Christian Fraser, BBC News 5 Oct 09;
Legend has it that Alexander the Great spent nine days searching for the miracle of Siwa.
Four days into the journey his men had run out of water. By the time they eventually stumbled across the oasis it must have appeared - as it still does - like a mirage out of the sand.
Today Siwa is a nine-hour drive from Cairo, across some of the most barren desert anywhere on the planet. It sits 18 metres below sea level, the main oasis surrounded by green desert islands where water naturally springs to the surface.
Beneath the sandstone is the Nubian aquifer an enormous - yet finite - supply of fossilised water that has flowed for thousands of years.
It fills the turquoise bathing pools in Siwa; one of them, "the spring of Juba", is so old it was mentioned by the Greek historian Herodotus who lived in the 5th Century BC.
So abundant is the water that within the oasis they grow over 120 different types of dates, some considered the best in Egypt. But the ancient caravan routes on which they once transferred their produce to market have now been replaced by a tarmac road.
It brings tourists, technology, growth and the sort of development that threatens delicate eco-systems. In the past 20 years the water, that once flowed naturally from beneath the rocks, has been sucked at alarming rate from hundreds of man-made wells.
Mounir Neamatalla runs an eco lodge in Siwa, a hotel complex built with mud brick, a model of sustainable development. He is now fighting a lonely battle to preserve the unique Berber culture and the precious water reserves on which the oasis survives.
"Unfortunately the whole industry of well drilling is now very active in the oasis," he said, "to feed our greed and appetite for more.
"As a result the rate of natural replenishment of the springs is lower than it ought to be. We are competing with a natural phenomenon that has existed for thousands of years."
Abandoned fields
There are said to be five water companies bottling in Siwa, who use the remoteness of the oasis as a marketing tool. But they are only part of the problem.
The farmers, who had traditionally flooded their land with the water that flowed naturally from the springs, are also drilling for water from deep underground. It is estimated that are some 2,000 wells in an area of 35 sq km.
Suddenly there is too much water. The salt lake in the middle of the oasis - parts of which dried out in the summer - is slowly filling with fresh water pumped from man-made channels that border the farms.
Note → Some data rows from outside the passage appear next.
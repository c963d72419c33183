//! SeriesTransformer: one asset's raw prices in, its full feature set out.
//!
//! Stateless. Every call is a pure function of the input series and the
//! configured window set, so assets can be transformed on separate threads
//! without coordination.

use crate::domain::{AssetSeries, FeatureRow, TransformedSeries, WindowSet, WindowStats};
use crate::indicators::{RollingStat, RollingStd, Sma};
use thiserror::Error;

#[derive(Debug, Error, Clone, PartialEq)]
pub enum TransformError {
    #[error("asset '{asset_id}': series is empty")]
    EmptySeries { asset_id: String },

    #[error("asset '{asset_id}': malformed input at row {row}, field '{field}': {reason}")]
    MalformedInput {
        asset_id: String,
        row: usize,
        field: String,
        reason: String,
    },
}

impl TransformError {
    /// The asset the failure belongs to.
    pub fn asset_id(&self) -> &str {
        match self {
            TransformError::EmptySeries { asset_id }
            | TransformError::MalformedInput { asset_id, .. } => asset_id,
        }
    }
}

/// Computes moving averages, rolling volatility, returns and drawdown.
#[derive(Debug, Clone, Default)]
pub struct SeriesTransformer {
    windows: WindowSet,
}

impl SeriesTransformer {
    pub fn new(windows: WindowSet) -> Self {
        Self { windows }
    }

    pub fn windows(&self) -> &WindowSet {
        &self.windows
    }

    /// Transform one asset's series.
    ///
    /// Points are stable-sorted by timestamp first; duplicates are kept.
    pub fn transform(&self, series: &AssetSeries) -> Result<TransformedSeries, TransformError> {
        if series.points.is_empty() {
            return Err(TransformError::EmptySeries {
                asset_id: series.asset_id.clone(),
            });
        }

        if let Some((row, point)) = series
            .points
            .iter()
            .enumerate()
            .find(|(_, p)| !p.price.is_finite())
        {
            return Err(TransformError::MalformedInput {
                asset_id: series.asset_id.clone(),
                row,
                field: "price".into(),
                reason: format!("non-finite price {}", point.price),
            });
        }

        let mut points = series.points.clone();
        // Vec::sort_by_key is stable: ties keep their input order
        points.sort_by_key(|p| p.timestamp);

        let prices: Vec<f64> = points.iter().map(|p| p.price).collect();
        let returns = pct_change(&prices);
        let cumulative = cumulative_return(&returns);
        let from_start = return_from_start(&prices);
        let drawdowns = drawdown(&prices);

        let window_columns: Vec<(usize, Vec<Option<f64>>, Vec<Option<f64>>)> = self
            .windows
            .iter()
            .map(|w| (w, Sma::new(w).compute(&prices), RollingStd::new(w).compute(&prices)))
            .collect();

        let rows = points
            .iter()
            .enumerate()
            .map(|(i, point)| FeatureRow {
                timestamp: point.timestamp,
                price: point.price,
                pct_change: returns[i],
                windows: window_columns
                    .iter()
                    .map(|(w, ma, vol)| WindowStats {
                        window: *w,
                        ma: ma[i],
                        volatility: vol[i],
                    })
                    .collect(),
                cumulative_return: cumulative[i],
                return_from_start: from_start[i],
                daily_return: returns[i],
                drawdown: drawdowns[i],
            })
            .collect();

        Ok(TransformedSeries {
            asset_id: series.asset_id.clone(),
            windows: self.windows.clone(),
            rows,
        })
    }
}

/// Lag-1 relative change: `price_t / price_{t-1} - 1`.
///
/// The first entry is `None`. A zero previous price yields `Some(NaN)`.
pub fn pct_change(prices: &[f64]) -> Vec<Option<f64>> {
    let mut result = Vec::with_capacity(prices.len());
    if prices.is_empty() {
        return result;
    }
    result.push(None);
    for w in prices.windows(2) {
        result.push(Some(safe_ratio(w[1], w[0]) - 1.0));
    }
    result
}

/// Running product of `(1 + r)` minus one. A missing return counts as zero,
/// so the first value is exactly 0. NaN propagates once it appears.
pub fn cumulative_return(returns: &[Option<f64>]) -> Vec<f64> {
    let mut growth = 1.0;
    returns
        .iter()
        .map(|r| {
            growth *= 1.0 + r.unwrap_or(0.0);
            growth - 1.0
        })
        .collect()
}

/// `price_t / price_0 - 1`. NaN everywhere when `price_0 == 0`.
pub fn return_from_start(prices: &[f64]) -> Vec<f64> {
    let Some(&first) = prices.first() else {
        return Vec::new();
    };
    prices.iter().map(|&p| safe_ratio(p, first) - 1.0).collect()
}

/// `(price_t - running_max_t) / running_max_t`, inclusive of the current row.
///
/// Always <= 0 for positive prices. NaN while the running max is zero.
pub fn drawdown(prices: &[f64]) -> Vec<f64> {
    let mut peak = f64::NEG_INFINITY;
    prices
        .iter()
        .map(|&p| {
            peak = peak.max(p);
            if peak == 0.0 {
                f64::NAN
            } else {
                (p - peak) / peak
            }
        })
        .collect()
}

/// Division with an explicit zero-denominator sentinel.
fn safe_ratio(numerator: f64, denominator: f64) -> f64 {
    if denominator == 0.0 {
        f64::NAN
    } else {
        numerator / denominator
    }
}

#[cfg(test)]
mod tests {
    use super::*;
    use crate::domain::RawPoint;
    use chrono::{Duration, NaiveDate, NaiveDateTime};

    const EPS: f64 = 1e-12;

    fn day(i: i64) -> NaiveDateTime {
        NaiveDate::from_ymd_opt(2024, 1, 1)
            .unwrap()
            .and_hms_opt(0, 0, 0)
            .unwrap()
            + Duration::days(i)
    }

    fn series(prices: &[f64]) -> AssetSeries {
        AssetSeries::new(
            "bitcoin",
            prices
                .iter()
                .enumerate()
                .map(|(i, &p)| RawPoint::new(day(i as i64), p))
                .collect(),
        )
    }

    fn close(a: f64, b: f64) -> bool {
        (a - b).abs() < EPS
    }

    #[test]
    fn rising_prices_compound() {
        let out = SeriesTransformer::default()
            .transform(&series(&[100.0, 110.0, 121.0]))
            .unwrap();
        let rows = &out.rows;

        assert_eq!(rows[0].pct_change, None);
        assert!(close(rows[1].pct_change.unwrap(), 0.10));
        assert!(close(rows[2].pct_change.unwrap(), 0.10));

        assert_eq!(rows[0].cumulative_return, 0.0);
        assert!(close(rows[1].cumulative_return, 0.10));
        assert!(close(rows[2].cumulative_return, 0.21));

        assert_eq!(rows[0].return_from_start, 0.0);
        assert!(close(rows[1].return_from_start, 0.10));
        assert!(close(rows[2].return_from_start, 0.21));

        assert!(rows.iter().all(|r| r.drawdown == 0.0));
        assert!(rows.iter().all(|r| r.daily_return == r.pct_change));
    }

    #[test]
    fn drawdown_tracks_running_max() {
        let out = SeriesTransformer::default()
            .transform(&series(&[100.0, 90.0, 95.0]))
            .unwrap();
        let dd: Vec<f64> = out.rows.iter().map(|r| r.drawdown).collect();
        assert_eq!(dd[0], 0.0);
        assert!(close(dd[1], -0.10));
        assert!(close(dd[2], -0.05));
    }

    #[test]
    fn short_series_has_no_window_values() {
        let out = SeriesTransformer::default()
            .transform(&series(&[1.0, 2.0, 3.0, 4.0, 5.0]))
            .unwrap();
        for row in &out.rows {
            assert_eq!(row.ma(7), None);
            assert_eq!(row.volatility(7), None);
        }
    }

    #[test]
    fn window_values_start_at_window_minus_one() {
        let prices: Vec<f64> = (1..=20).map(f64::from).collect();
        let transformer = SeriesTransformer::new(WindowSet::new([7, 14]).unwrap());
        let out = transformer.transform(&series(&prices)).unwrap();

        for (i, row) in out.rows.iter().enumerate() {
            assert_eq!(row.ma(7).is_some(), i >= 6, "ma_7d at {i}");
            assert_eq!(row.volatility(14).is_some(), i >= 13, "volatility_14d at {i}");
        }
        // mean(1..=7) = 4
        assert!(close(out.rows[6].ma(7).unwrap(), 4.0));
    }

    #[test]
    fn single_point_series() {
        let out = SeriesTransformer::default()
            .transform(&series(&[42.0]))
            .unwrap();
        assert_eq!(out.rows.len(), 1);
        let row = &out.rows[0];
        assert_eq!(row.pct_change, None);
        assert_eq!(row.cumulative_return, 0.0);
        assert_eq!(row.return_from_start, 0.0);
        assert_eq!(row.drawdown, 0.0);
        assert!(row.windows.iter().all(|w| w.ma.is_none() && w.volatility.is_none()));
    }

    #[test]
    fn unsorted_input_is_sorted_first() {
        let mut s = series(&[100.0, 110.0, 121.0]);
        s.points.reverse();
        let out = SeriesTransformer::default().transform(&s).unwrap();
        let prices: Vec<f64> = out.rows.iter().map(|r| r.price).collect();
        assert_eq!(prices, vec![100.0, 110.0, 121.0]);
    }

    #[test]
    fn duplicate_timestamps_keep_input_order() {
        let s = AssetSeries::new(
            "dup",
            vec![
                RawPoint::new(day(1), 2.0),
                RawPoint::new(day(0), 1.0),
                RawPoint::new(day(1), 3.0),
            ],
        );
        let out = SeriesTransformer::default().transform(&s).unwrap();
        let prices: Vec<f64> = out.rows.iter().map(|r| r.price).collect();
        assert_eq!(prices, vec![1.0, 2.0, 3.0]);
    }

    #[test]
    fn empty_series_is_an_error() {
        let err = SeriesTransformer::default()
            .transform(&AssetSeries::new("ghost", vec![]))
            .unwrap_err();
        assert_eq!(err, TransformError::EmptySeries { asset_id: "ghost".into() });
        assert_eq!(err.asset_id(), "ghost");
    }

    #[test]
    fn non_finite_price_is_malformed() {
        let err = SeriesTransformer::default()
            .transform(&series(&[1.0, f64::NAN, 3.0]))
            .unwrap_err();
        match err {
            TransformError::MalformedInput { row, field, .. } => {
                assert_eq!(row, 1);
                assert_eq!(field, "price");
            }
            other => panic!("unexpected error: {other:?}"),
        }
    }

    #[test]
    fn zero_start_price_yields_nan_sentinels() {
        let out = SeriesTransformer::default()
            .transform(&series(&[0.0, 1.0, 2.0]))
            .unwrap();
        assert!(out.rows.iter().all(|r| r.return_from_start.is_nan()));
        assert!(out.rows[0].drawdown.is_nan());
        assert_eq!(out.rows[1].drawdown, 0.0);
        assert!(out.rows[1].pct_change.unwrap().is_nan());
        assert!(out.rows[2].cumulative_return.is_nan());
    }
}
//! Derived feature rows and the canonical multi-asset table.

use super::window::WindowSet;
use chrono::NaiveDateTime;
use serde::{Deserialize, Serialize};

/// Moving average and sample volatility for one trailing window.
///
/// Both are `None` until `window` observations are available.
#[derive(Debug, Clone, Copy, PartialEq, Serialize, Deserialize)]
pub struct WindowStats {
    pub window: usize,
    pub ma: Option<f64>,
    pub volatility: Option<f64>,
}

/// All derived features for one asset at one timestamp.
///
/// `None` means "not yet defined" (warm-up rows). `f64::NAN` inside a value
/// means the computation hit a zero reference price.
#[derive(Debug, Clone, PartialEq, Serialize, Deserialize)]
pub struct FeatureRow {
    pub timestamp: NaiveDateTime,
    pub price: f64,
    pub pct_change: Option<f64>,
    /// One entry per window, in `WindowSet` order.
    pub windows: Vec<WindowStats>,
    pub cumulative_return: f64,
    pub return_from_start: f64,
    pub daily_return: Option<f64>,
    pub drawdown: f64,
}

impl FeatureRow {
    /// Stats for a specific window size, if it was computed.
    pub fn window(&self, window: usize) -> Option<&WindowStats> {
        self.windows.iter().find(|w| w.window == window)
    }

    pub fn ma(&self, window: usize) -> Option<f64> {
        self.window(window).and_then(|w| w.ma)
    }

    pub fn volatility(&self, window: usize) -> Option<f64> {
        self.window(window).and_then(|w| w.volatility)
    }
}

/// Output of transforming one asset: its id, the windows used, and the rows
/// in ascending timestamp order.
#[derive(Debug, Clone, PartialEq, Serialize, Deserialize)]
pub struct TransformedSeries {
    pub asset_id: String,
    pub windows: WindowSet,
    pub rows: Vec<FeatureRow>,
}

/// A feature row tagged with its asset.
#[derive(Debug, Clone, PartialEq, Serialize, Deserialize)]
pub struct CanonicalRow {
    pub asset_id: String,
    pub features: FeatureRow,
}

/// Union of every asset's feature rows.
///
/// Rows are in aggregation order (asset by asset), not globally time-sorted.
#[derive(Debug, Clone, PartialEq, Serialize, Deserialize)]
pub struct CanonicalTable {
    pub windows: WindowSet,
    pub rows: Vec<CanonicalRow>,
}

impl CanonicalTable {
    pub fn len(&self) -> usize {
        self.rows.len()
    }

    pub fn is_empty(&self) -> bool {
        self.rows.is_empty()
    }

    /// Distinct asset ids in order of first appearance.
    pub fn assets(&self) -> Vec<&str> {
        let mut seen: Vec<&str> = Vec::new();
        for row in &self.rows {
            if !seen.contains(&row.asset_id.as_str()) {
                seen.push(&row.asset_id);
            }
        }
        seen
    }

    /// Rows belonging to one asset, in table order.
    pub fn rows_for<'a>(&'a self, asset_id: &'a str) -> impl Iterator<Item = &'a FeatureRow> + 'a {
        self.rows
            .iter()
            .filter(move |r| r.asset_id == asset_id)
            .map(|r| &r.features)
    }
}

#[cfg(test)]
mod tests {
    use super::*;
    use chrono::NaiveDate;

    fn row(day: u32, price: f64) -> FeatureRow {
        FeatureRow {
            timestamp: NaiveDate::from_ymd_opt(2024, 1, day)
                .unwrap()
                .and_hms_opt(0, 0, 0)
                .unwrap(),
            price,
            pct_change: None,
            windows: vec![WindowStats {
                window: 7,
                ma: Some(price),
                volatility: None,
            }],
            cumulative_return: 0.0,
            return_from_start: 0.0,
            daily_return: None,
            drawdown: 0.0,
        }
    }

    #[test]
    fn window_lookup() {
        let r = row(1, 10.0);
        assert_eq!(r.ma(7), Some(10.0));
        assert_eq!(r.volatility(7), None);
        assert!(r.window(14).is_none());
    }

    #[test]
    fn assets_in_first_appearance_order() {
        let table = CanonicalTable {
            windows: WindowSet::new([7]).unwrap(),
            rows: vec![
                CanonicalRow { asset_id: "solana".into(), features: row(1, 1.0) },
                CanonicalRow { asset_id: "bitcoin".into(), features: row(1, 2.0) },
                CanonicalRow { asset_id: "solana".into(), features: row(2, 3.0) },
            ],
        };
        assert_eq!(table.assets(), vec!["solana", "bitcoin"]);
        assert_eq!(table.rows_for("solana").count(), 2);
    }
}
The water emptied into the lake is drainage water that has run off the fields - it is wasted and once it has reached the lake is no longer usable.
On the eastern edge of the oasis we were shown abandoned fields and water storage tanks now full of saline water. It kills the land. Farmers say the water from the wells is deteriorating as the underground channels are drained faster than they are naturally replenished.
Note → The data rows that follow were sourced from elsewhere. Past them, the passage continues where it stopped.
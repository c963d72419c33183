//! CoinGecko price provider.
//!
//! Fetches the market-cap ranking and daily price histories from the public
//! v3 API. Handles rate limiting through a `BackoffPolicy` and the shared
//! circuit breaker. Only the `prices` array of `market_chart` is used.

use super::backoff::BackoffPolicy;
use super::circuit_breaker::CircuitBreaker;
use super::provider::{DataError, PriceProvider};
use super::timestamp::from_epoch_millis;
use crate::domain::RawPoint;
use serde::de::DeserializeOwned;
use serde::Deserialize;
use std::sync::Arc;
use std::time::Duration;

pub const DEFAULT_BASE_URL: &str = "https://api.coingecko.com/api/v3";

/// One entry of `/coins/markets`.
#[derive(Debug, Deserialize)]
struct MarketEntry {
    id: String,
}

/// `/coins/{id}/market_chart` response. Each price is `[epoch_ms, price]`.
#[derive(Debug, Deserialize)]
struct MarketChart {
    prices: Vec<(f64, Option<f64>)>,
}

pub struct CoinGeckoProvider {
    client: reqwest::blocking::Client,
    circuit_breaker: Arc<CircuitBreaker>,
    backoff: BackoffPolicy,
    base_url: String,
    vs_currency: String,
}

impl CoinGeckoProvider {
    pub fn new(
        circuit_breaker: Arc<CircuitBreaker>,
        backoff: BackoffPolicy,
        vs_currency: impl Into<String>,
    ) -> Result<Self, DataError> {
        let client = reqwest::blocking::Client::builder()
            .timeout(Duration::from_secs(30))
            .user_agent(concat!("coinlab/", env!("CARGO_PKG_VERSION")))
            .build()
            .map_err(|e| DataError::Other(format!("failed to build HTTP client: {e}")))?;

        Ok(Self {
            client,
            circuit_breaker,
            backoff,
            base_url: DEFAULT_BASE_URL.to_string(),
            vs_currency: vs_currency.into(),
        })
    }

    pub fn with_base_url(mut self, base_url: impl Into<String>) -> Self {
        self.base_url = base_url.into();
        self
    }

    fn markets_url(&self, n: usize) -> String {
        format!(
            "{}/coins/markets?vs_currency={}&order=market_cap_desc&per_page={n}&page=1",
            self.base_url, self.vs_currency
        )
    }

    fn market_chart_url(&self, asset_id: &str, days: u32) -> String {
        format!(
            "{}/coins/{asset_id}/market_chart?vs_currency={}&days={days}",
            self.base_url, self.vs_currency
        )
    }

    /// GET with retry and circuit breaker logic, decoding JSON on success.
    fn get_json<T: DeserializeOwned>(&self, url: &str, label: &str) -> Result<T, DataError> {
        if !self.circuit_breaker.is_allowed() {
            return Err(DataError::CircuitBreakerTripped);
        }

        let mut last_error = None;
        let mut retry_after: Option<Duration> = None;

        for attempt in 0..=self.backoff.max_retries {
            if attempt > 0 {
                let delay = self.backoff.retry_delay_with_hint(attempt, retry_after.take());
                log::debug!("{label}: retry {attempt} in {delay:?}");
                std::thread::sleep(delay);
            }

            if !self.circuit_breaker.is_allowed() {
                return Err(DataError::CircuitBreakerTripped);
            }

            let resp = match self.client.get(url).send() {
                Ok(resp) => resp,
                Err(e) if e.is_connect() || e.is_timeout() => {
                    last_error = Some(DataError::NetworkUnreachable(e.to_string()));
                    continue;
                }
                Err(e) => return Err(DataError::NetworkUnreachable(e.to_string())),
            };

            let status = resp.status();

            if status == reqwest::StatusCode::FORBIDDEN {
                self.circuit_breaker.trip();
                return Err(DataError::CircuitBreakerTripped);
            }

            if status == reqwest::StatusCode::NOT_FOUND {
                return Err(DataError::AssetNotFound {
                    asset_id: label.to_string(),
                });
            }

            if status == reqwest::StatusCode::TOO_MANY_REQUESTS {
                self.circuit_breaker.record_failure();
                let secs = resp
                    .headers()
                    .get("retry-after")
                    .and_then(|v| v.to_str().ok())
                    .and_then(|v| v.parse::<u64>().ok())
                    .unwrap_or(60);
                retry_after = Some(Duration::from_secs(secs));
                last_error = Some(DataError::RateLimited {
                    retry_after_secs: secs,
                });
                continue;
            }

            if !status.is_success() {
                self.circuit_breaker.record_failure();
                last_error = Some(DataError::Other(format!("HTTP {status} for {label}")));
                continue;
            }

            let body: T = resp.json().map_err(|e| {
                DataError::ResponseFormatChanged(format!("failed to parse response for {label}: {e}"))
            })?;
            self.circuit_breaker.record_success();
            return Ok(body);
        }

        Err(last_error.unwrap_or_else(|| DataError::Other("max retries exceeded".into())))
    }
}

/// Convert `[epoch_ms, price]` pairs, skipping null prices.
fn parse_prices(asset_id: &str, prices: Vec<(f64, Option<f64>)>) -> Result<Vec<RawPoint>, DataError> {
    let mut points = Vec::with_capacity(prices.len());
    for (ms, price) in prices {
        let Some(price) = price else { continue };
        let timestamp = from_epoch_millis(ms as i64)
            .ok_or_else(|| DataError::ResponseFormatChanged(format!("invalid timestamp: {ms}")))?;
        points.push(RawPoint::new(timestamp, price));
    }

    if points.is_empty() {
        return Err(DataError::AssetNotFound {
            asset_id: asset_id.to_string(),
        });
    }
    Ok(points)
}

impl PriceProvider for CoinGeckoProvider {
    fn name(&self) -> &str {
        "coingecko"
    }

    fn top_assets(&self, n: usize) -> Result<Vec<String>, DataError> {
        let entries: Vec<MarketEntry> = self.get_json(&self.markets_url(n), "coins/markets")?;
        Ok(entries.into_iter().map(|e| e.id).collect())
    }

    fn price_history(&self, asset_id: &str, days: u32) -> Result<Vec<RawPoint>, DataError> {
        let chart: MarketChart = self.get_json(&self.market_chart_url(asset_id, days), asset_id)?;
        parse_prices(asset_id, chart.prices)
    }

    fn is_available(&self) -> bool {
        self.circuit_breaker.is_allowed()
    }
}

#[cfg(test)]
mod tests {
    use super::*;

    fn provider() -> CoinGeckoProvider {
        CoinGeckoProvider::new(
            Arc::new(CircuitBreaker::default_provider()),
            BackoffPolicy::none(),
            "brl",
        )
        .unwrap()
    }

    #[test]
    fn urls_carry_currency_and_window() {
        let p = provider().with_base_url("http://localhost:9");
        assert_eq!(
            p.market_chart_url("bitcoin", 365),
            "http://localhost:9/coins/bitcoin/market_chart?vs_currency=brl&days=365"
        );
        assert!(p.markets_url(10).contains("per_page=10"));
    }

    #[test]
    fn market_chart_payload_parses() {
        let json = r#"{"prices":[[1704067200000,220000.5],[1704153600000,null],[1704240000000,231000.0]],"market_caps":[]}"#;
        let chart: MarketChart = serde_json::from_str(json).unwrap();
        let points = parse_prices("bitcoin", chart.prices).unwrap();
        assert_eq!(points.len(), 2);
        assert_eq!(points[0].price, 220000.5);
        assert_eq!(points[1].timestamp.and_utc().timestamp_millis(), 1704240000000);
    }

    #[test]
    fn empty_prices_is_not_found() {
        let err = parse_prices("ghost", vec![]).unwrap_err();
        assert!(matches!(err, DataError::AssetNotFound { .. }));
    }

    #[test]
    fn tripped_breaker_refuses_without_network() {
        let p = provider();
        p.circuit_breaker.trip();
        assert!(!p.is_available());
        assert!(matches!(
            p.price_history("bitcoin", 365),
            Err(DataError::CircuitBreakerTripped)
        ));
    }
}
"This water was perfect some years ago. Now it is far too salty," says Omar Mohamed Abulesm, a local farmer.
"I am not allowed to drill for my own water but the government water which comes from the well in my field is killing my trees."
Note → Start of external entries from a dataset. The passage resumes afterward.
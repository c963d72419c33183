//! Parallel per-asset transform with a failure report.
//!
//! Assets are independent, so the transform fans out over rayon. Output order
//! always matches input order regardless of scheduling.

use coinlab_core::data::DataError;
use coinlab_core::{AssetSeries, SeriesTransformer, TransformError, TransformedSeries};
use rayon::prelude::*;
use thiserror::Error;

/// Why one asset dropped out of a run.
#[derive(Debug, Error)]
pub enum AssetError {
    #[error("read failed: {0}")]
    Read(#[from] DataError),

    #[error("transform failed: {0}")]
    Transform(#[from] TransformError),
}

#[derive(Debug)]
pub struct AssetFailure {
    pub asset_id: String,
    pub error: AssetError,
}

/// Per-asset outcome of extract + transform.
#[derive(Debug, Default)]
pub struct BatchReport {
    pub succeeded: Vec<String>,
    pub failed: Vec<AssetFailure>,
}

impl BatchReport {
    pub fn total(&self) -> usize {
        self.succeeded.len() + self.failed.len()
    }

    pub fn all_succeeded(&self) -> bool {
        self.failed.is_empty()
    }

    /// True when nothing made it through (including an empty batch).
    pub fn none_succeeded(&self) -> bool {
        self.succeeded.is_empty()
    }

    pub fn record_failure(&mut self, asset_id: impl Into<String>, error: impl Into<AssetError>) {
        self.failed.push(AssetFailure {
            asset_id: asset_id.into(),
            error: error.into(),
        });
    }

    pub fn failure(&self, asset_id: &str) -> Option<&AssetError> {
        self.failed
            .iter()
            .find(|f| f.asset_id == asset_id)
            .map(|f| &f.error)
    }
}

/// Transform every series in parallel.
///
/// Successful outputs come back in input order; failures are appended to
/// `report` with the transformer's asset/row/field context intact.
pub fn transform_all(
    transformer: &SeriesTransformer,
    series: &[AssetSeries],
    report: &mut BatchReport,
) -> Vec<TransformedSeries> {
    let results: Vec<Result<TransformedSeries, TransformError>> = series
        .par_iter()
        .map(|s| transformer.transform(s))
        .collect();

    let mut transformed = Vec::with_capacity(results.len());
    for (input, result) in series.iter().zip(results) {
        match result {
            Ok(t) => {
                log::debug!("{}: {} rows", t.asset_id, t.rows.len());
                report.succeeded.push(t.asset_id.clone());
                transformed.push(t);
            }
            Err(e) => {
                log::warn!("{}: {e}", input.asset_id);
                report.record_failure(input.asset_id.clone(), e);
            }
        }
    }
    transformed
}

#[cfg(test)]
mod tests {
    use super::*;
    use chrono::{Duration, NaiveDate};
    use coinlab_core::RawPoint;

    fn series(id: &str, prices: &[f64]) -> AssetSeries {
        let base = NaiveDate::from_ymd_opt(2024, 3, 1)
            .unwrap()
            .and_hms_opt(0, 0, 0)
            .unwrap();
        AssetSeries::new(
            id,
            prices
                .iter()
                .enumerate()
                .map(|(i, &p)| RawPoint::new(base + Duration::days(i as i64), p))
                .collect(),
        )
    }

    #[test]
    fn preserves_input_order() {
        let inputs: Vec<AssetSeries> = (0..32)
            .map(|i| series(&format!("asset{i:02}"), &[1.0 + i as f64, 2.0, 3.0]))
            .collect();
        let mut report = BatchReport::default();
        let out = transform_all(&SeriesTransformer::default(), &inputs, &mut report);

        let ids: Vec<&str> = out.iter().map(|t| t.asset_id.as_str()).collect();
        let expected: Vec<String> = (0..32).map(|i| format!("asset{i:02}")).collect();
        assert_eq!(ids, expected);
        assert_eq!(report.succeeded, expected);
        assert!(report.all_succeeded());
    }

    #[test]
    fn failures_keep_row_and_field() {
        let inputs = vec![
            series("good", &[1.0, 2.0]),
            series("bad", &[1.0, f64::INFINITY]),
            AssetSeries::new("empty", vec![]),
        ];
        let mut report = BatchReport::default();
        let out = transform_all(&SeriesTransformer::default(), &inputs, &mut report);

        assert_eq!(out.len(), 1);
        assert_eq!(report.total(), 3);
        assert_eq!(report.succeeded, vec!["good"]);

        match report.failure("bad") {
            Some(AssetError::Transform(TransformError::MalformedInput { row, field, .. })) => {
                assert_eq!(*row, 1);
                assert_eq!(field, "price");
            }
            other => panic!("unexpected: {other:?}"),
        }
        assert!(matches!(
            report.failure("empty"),
            Some(AssetError::Transform(TransformError::EmptySeries { .. }))
        ));
    }

    #[test]
    fn empty_batch_has_no_successes() {
        let mut report = BatchReport::default();
        let out = transform_all(&SeriesTransformer::default(), &[], &mut report);
        assert!(out.is_empty());
        assert!(report.none_succeeded());
        assert!(report.all_succeeded());
    }
}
But in Omar's fields we discovered a makeshift pump hidden behind a bush. He has dug for his own water - his is one of hundreds of private wells that have been dug all over the oasis, that the government says are to blame.
Not too late
They have tried to limit private well drilling, replacing them with government wells that serve a number of farms. But the water that is pumped round the clock into the salt lake suggests their efforts are wasted.
They have tampered with a naturally balanced system - and they now require hulking great machinery to move water artificially into the lake.
"I don't say things are rosy," said Egypt's Fatma Abdel Rahman Attia who heads the Groundwater Sector in the Ministry of Water Resources and Irrigation. "But there are signs we are making progress.
"Remember that when you plug a well the water still finds a way to the surface through the limestone fissures," she added. "It is not always so straightforward.
"We are trying to control the drilling, it takes time, especially with the resistance of the local population. The best solution, we tell them, is to re-use that water that is feeding into the drains - so that what reaches the lake is the minimum."
But the local population blame the government for the problems and say they have offered solutions that are ignored.
The experts say it is not too late - but attitudes have to change.
Some believe Siwa could still be the example to the rest of the world on how to use and preserve a non-renewable resource.
"We should be revising our entire water management policy," said Mounir Neamatalla. "That requires research, to establish what level of development the aquifer will sustain, and it requires engagement and commitment at all levels."
Most known oases on the planet have long since vanished. Today Siwa might look like the bountiful paradise, there is water wherever you look, but who really knows how much of it is left below the surface?
From Siwa to Libya the Nubian aquifer is being drained at an increasing rate. And some believe without a more concerted effort by all parties, these green dots in the desert might suddenly and irrevocably disappear from the map.